───── MATERIAL PROVIDED ─────

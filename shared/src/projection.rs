//! Conversion from wire records to display records.
//!
//! Everything here is pure: no I/O, no logging, no clock.

use std::collections::BTreeSet;

use chrono::{DateTime, NaiveDate, NaiveDateTime};
use xxhash_rust::xxh3::xxh3_64;

use crate::{
    wire::{ArticleResponse, PageResponse, PlatformResponse, PromptResponse},
    ArticleItem, Facets, Page, Platform, PromptItem,
};

/// Colors used for platform quick links.
pub const PLATFORM_PALETTE: [&str; 8] = [
    "#10a37f", "#1e1e1e", "#ff6b35", "#1890ff", "#eb2f96", "#722ed1", "#fa8c16", "#52c41a",
];

/// Treat `None`, `""` and whitespace-only strings alike: all become `None`.
///
/// A value with content is returned untrimmed.
pub fn normalize_optional(value: Option<String>) -> Option<String> {
    value.filter(|raw| !raw.trim().is_empty())
}

/// Reformat an ISO 8601 timestamp as `YYYY-MM-DD`.
///
/// The calendar date is the one written in the timestamp (its own offset).
/// Anything unparseable falls back to the text before the first `T`.
pub fn normalize_publish_date(raw: &str) -> String {
    let trimmed = raw.trim();

    if let Ok(parsed) = DateTime::parse_from_rfc3339(trimmed) {
        return parsed.date_naive().format("%Y-%m-%d").to_string();
    }
    if let Ok(parsed) = NaiveDateTime::parse_from_str(trimmed, "%Y-%m-%dT%H:%M:%S%.f") {
        return parsed.date().format("%Y-%m-%d").to_string();
    }
    if let Ok(parsed) = NaiveDate::parse_from_str(trimmed, "%Y-%m-%d") {
        return parsed.format("%Y-%m-%d").to_string();
    }

    match trimmed.split_once('T') {
        Some((date, _)) => date.to_string(),
        None => trimmed.to_string(),
    }
}

/// Pick a palette color for a platform name.
///
/// xxh3 is seedless and stable across releases, so a name keeps its color
/// between runs without any persisted state.
pub fn platform_color(name: &str) -> &'static str {
    let index = xxh3_64(name.as_bytes()) % PLATFORM_PALETTE.len() as u64;
    PLATFORM_PALETTE[index as usize]
}

impl From<PromptResponse> for PromptItem {
    fn from(raw: PromptResponse) -> Self {
        PromptItem {
            id: raw.id.to_string(),
            category: raw.category,
            title: raw.title,
            description: raw.description,
            example: normalize_optional(raw.example),
            image_url: normalize_optional(raw.image_url),
            video_url: normalize_optional(raw.video_url),
            tags: raw.tags.into_iter().map(|tag| tag.tag).collect(),
            source: normalize_optional(raw.source),
            professions: raw
                .professions
                .into_iter()
                .map(|profession| profession.job)
                .collect(),
        }
    }
}

impl From<ArticleResponse> for ArticleItem {
    fn from(raw: ArticleResponse) -> Self {
        ArticleItem {
            id: raw.id.to_string(),
            title: raw.title,
            description: raw.description,
            content: raw.content,
            category: raw.category,
            publish_date: normalize_publish_date(&raw.publish_date),
            views: raw.views.max(0) as u64,
            author: normalize_optional(raw.author),
        }
    }
}

impl From<PlatformResponse> for Platform {
    fn from(raw: PlatformResponse) -> Self {
        Platform {
            color: platform_color(&raw.title),
            name: raw.title,
            url: raw.link,
            chat_type: raw.ai_chat_type,
        }
    }
}

impl<W, T: From<W>> From<PageResponse<W>> for Page<T> {
    fn from(raw: PageResponse<W>) -> Self {
        Page {
            items: raw.items.into_iter().map(T::from).collect(),
            page: raw.page,
            page_size: raw.page_size,
            total: raw.total,
        }
    }
}

/// Keep active platforms only, ordered by `SortOrder` ascending.
///
/// The sort is stable: platforms sharing a `SortOrder` keep server order.
pub fn active_platforms(raw: Vec<PlatformResponse>) -> Vec<Platform> {
    let mut active: Vec<PlatformResponse> = raw
        .into_iter()
        .filter(|platform| platform.is_active)
        .collect();
    active.sort_by_key(|platform| platform.sort_order);
    active.into_iter().map(Platform::from).collect()
}

/// Sorted union of every tag and profession in `items`.
pub fn collect_facets(items: &[PromptItem]) -> Facets {
    let mut tags = BTreeSet::new();
    let mut professions = BTreeSet::new();
    for item in items {
        tags.extend(item.tags.iter().cloned());
        professions.extend(item.professions.iter().cloned());
    }

    Facets {
        tags: tags.into_iter().collect(),
        professions: professions.into_iter().collect(),
    }
}

#[cfg(test)]
mod tests {
    use super::*;
    use crate::{
        wire::{PromptProfessionResponse, PromptTagResponse},
        ChatType, PromptCategory,
    };

    fn prompt_response(id: u64, tags: &[&str], jobs: &[&str]) -> PromptResponse {
        PromptResponse {
            id,
            category: PromptCategory::Image,
            title: format!("prompt {id}"),
            description: "template".to_string(),
            example: Some(String::new()),
            image_url: Some("https://cdn.example.com/p.png".to_string()),
            video_url: Some("   ".to_string()),
            source: None,
            copy_count: 0,
            tags: tags
                .iter()
                .map(|tag| PromptTagResponse {
                    id: 0,
                    prompt_id: id,
                    tag: tag.to_string(),
                })
                .collect(),
            professions: jobs
                .iter()
                .map(|job| PromptProfessionResponse {
                    id: 0,
                    prompt_id: id,
                    job: job.to_string(),
                })
                .collect(),
            created_at: String::new(),
            updated_at: String::new(),
        }
    }

    fn platform(title: &str, sort_order: i64, is_active: bool) -> PlatformResponse {
        PlatformResponse {
            id: sort_order as u64,
            title: title.to_string(),
            ai_chat_type: ChatType::TextGeneration,
            link: format!("https://{}.example.com", title.to_lowercase()),
            sort_order,
            is_active,
            created_at: String::new(),
            updated_at: String::new(),
        }
    }

    #[test]
    fn empty_example_becomes_absent() {
        let item = PromptItem::from(prompt_response(42, &["poster"], &[]));
        assert_eq!(item.id, "42");
        assert_eq!(item.example, None);
        assert_eq!(item.video_url, None);
        assert_eq!(item.image_url.as_deref(), Some("https://cdn.example.com/p.png"));
        assert_eq!(item.tags, vec!["poster".to_string()]);
    }

    #[test]
    fn normalize_optional_keeps_content_untrimmed() {
        assert_eq!(normalize_optional(None), None);
        assert_eq!(normalize_optional(Some(" \t".to_string())), None);
        assert_eq!(normalize_optional(Some(" hi ".to_string())), Some(" hi ".to_string()));
    }

    #[test]
    fn publish_date_reformats_iso_timestamps() {
        assert_eq!(normalize_publish_date("2024-03-05T10:20:30Z"), "2024-03-05");
        assert_eq!(normalize_publish_date("2024-03-05T23:59:00+08:00"), "2024-03-05");
        assert_eq!(normalize_publish_date("2024-03-05T10:20:30.123"), "2024-03-05");
        assert_eq!(normalize_publish_date("2024-03-05"), "2024-03-05");
    }

    #[test]
    fn publish_date_falls_back_to_text_before_t() {
        assert_eq!(normalize_publish_date("2024-13-45Tgarbage"), "2024-13-45");
        assert_eq!(normalize_publish_date("yesterday"), "yesterday");
    }

    #[test]
    fn negative_views_clamp_to_zero() {
        let article = ArticleItem::from(ArticleResponse {
            id: 3,
            title: "t".to_string(),
            description: String::new(),
            content: String::new(),
            category: "news".to_string(),
            publish_date: "2024-01-02T00:00:00Z".to_string(),
            views: -4,
            author: Some(String::new()),
            created_at: String::new(),
            updated_at: String::new(),
        });
        assert_eq!(article.id, "3");
        assert_eq!(article.views, 0);
        assert_eq!(article.author, None);
        assert_eq!(article.publish_date, "2024-01-02");
    }

    #[test]
    fn platform_color_is_stable_and_from_palette() {
        let first = platform_color("ChatGPT");
        assert_eq!(first, platform_color("ChatGPT"));
        assert!(PLATFORM_PALETTE.contains(&first));
        assert!(PLATFORM_PALETTE.contains(&platform_color("")));
        assert!(PLATFORM_PALETTE.contains(&platform_color("通义千问")));
    }

    #[test]
    fn active_platforms_filters_and_sorts() {
        let raw = vec![
            platform("Kimi", 30, true),
            platform("Gemini", 10, false),
            platform("Claude", 5, true),
            platform("DeepSeek", 20, true),
            platform("Doubao", 1, false),
        ];

        let names: Vec<String> = active_platforms(raw)
            .into_iter()
            .map(|platform| platform.name)
            .collect();
        assert_eq!(names, vec!["Claude", "DeepSeek", "Kimi"]);
    }

    #[test]
    fn facets_are_sorted_unions() {
        let items: Vec<PromptItem> = vec![
            prompt_response(1, &["portrait", "anime"], &["designer"]),
            prompt_response(2, &["anime", "city"], &["marketer", "designer"]),
        ]
        .into_iter()
        .map(PromptItem::from)
        .collect();

        let facets = collect_facets(&items);
        assert_eq!(facets.tags, vec!["anime", "city", "portrait"]);
        assert_eq!(facets.professions, vec!["designer", "marketer"]);
    }
}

─────

Which lines in the entries above contain "DeepSeek"? Pull each of them out.

▶ **FINISHED TASK**
            platform("DeepSeek", 20, true),
        assert_eq!(names, vec!["Claude", "DeepSeek", "Kimi"]);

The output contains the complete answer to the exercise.